WHY YOU SHOULD CARE
Because 32 million Americans can’t read this article.
By Fiona Zublin
Do you remember the first book you read? Maybe it was Dr. Seuss’ If I Ran the Circus, read aloud to you until you could sort out the sounds from the endless repetition. Perhaps you stared at pages documenting the adventures of Biff, Chip and Kipper until the letters spun themselves into sense. In Egypt, 26.2 percent of the population can’t read at an adult level — but, if Minister of Education Moheb Al-Rafeay has anything to say about it, not for long.
His new rule: To graduate university, every student must teach four illiterate people to read. By his metric, that’ll eliminate the country’s literacy problem within a year. That’s not all the potential upside, either. Young, privileged students spending time with people who haven’t had the same advantages, engaged in a common endeavor, seems good for promoting an egalitarian ethos and, well, responsibility for our neighbors. Some 32 million adults in the U.S., about 14 percent of the population, can’t read. So why don’t we implement the same requirement?
With more than 12 million university students matriculating in 2012 — people who should be college seniors now — each university student could teach just two or three people to read and theoretically eradicate U.S. illiteracy. Millions, including 70 percent of the prison population, could turn a new page. And, as in Egypt, we imagine some sweet side benefits. Many students at elite colleges may never interact with an adult who doesn’t read well — but spending hundreds of hours with someone who is functionally illiterate would let them do good for society at large while expanding their understanding of the world. That’s what happened to some students at Tulane University, which instituted a public-service requirement after Hurricane Katrina in a bid to rebuild New Orleans. Some students walk away still thinking of it as a chore. But others “walk away having changed their minds,” says Dr. Agnieszka Nance, the university’s executive director of the Center for Public Service.
There are reasons not to implement this program, of course. Not all university students are entitled brats, for one thing. Many are supporting themselves, caring for relatives or children, or dealing with their own disabilities and/or issues, and they would have difficulty making time for yet another thing on their plates. Others might argue that with tuition at record highs, students should get what they pay for: an education rather than a community service internship. Besides, studies on volunteering have found that the mental health benefits it bestows disappear when it is — or even just feels — mandatory.

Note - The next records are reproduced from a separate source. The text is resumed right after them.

use std::collections::HashMap;

use crate::api::error::ApiError;
use crate::api::models::{ChatMessage, ChatRoom, RoomType};

/// Result of reconciling a room's history.
#[derive(Debug)]
pub struct HistorySync {
    pub messages: Vec<ChatMessage>,
    /// Set when the REST fetch failed; `messages` then holds the cached (and live) set.
    pub error: Option<ApiError>,
}

/// Merges message lists in precedence order: a message id seen again in a later
/// source replaces the earlier copy. The result is sorted ascending by send
/// time; messages without a timestamp sort first and ties keep arrival order.
pub fn merge_messages<'a, I>(sources: I) -> Vec<ChatMessage>
where
    I: IntoIterator<Item = &'a [ChatMessage]>,
{
    let mut merged: Vec<ChatMessage> = Vec::new();
    let mut index: HashMap<String, usize> = HashMap::new();
    for source in sources {
        for message in source {
            if message.id.is_empty() {
                merged.push(message.clone());
                continue;
            }
            match index.get(&message.id) {
                Some(&at) => merged[at] = message.clone(),
                None => {
                    index.insert(message.id.clone(), merged.len());
                    merged.push(message.clone());
                }
            }
        }
    }
    merged.sort_by(|a, b| a.sent_at.cmp(&b.sent_at));
    merged
}

/// The user's shared support room: the support-typed room with the highest id.
pub fn pick_support_room(rooms: &[ChatRoom]) -> Option<&ChatRoom> {
    rooms
        .iter()
        .filter(|r| r.room_type == RoomType::Support)
        .max_by_key(|r| r.id)
}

And then there’s this: Imagine a jerky frat boy or out-of-touch princess summoning the fortitude and compassion required to teach someone to read. Could go either way, right? “Just because you can read doesn’t mean you can teach someone to read,” cautions Christine Kenny, executive director of Chicago-based adult-literacy organization Literacy Works.
On the other hand, 32 million people still can’t read If I Ran the Circus — and we’ve got a young, well-educated population who could help them fix that. Rather than implementing a year of national service or mandatory time in a national military, what if the collective experience every American university student could look back on was changing one specific person’s life over many long hours of sounding out words, one by one?
Is our solution to illiteracy as easy as A-B-C?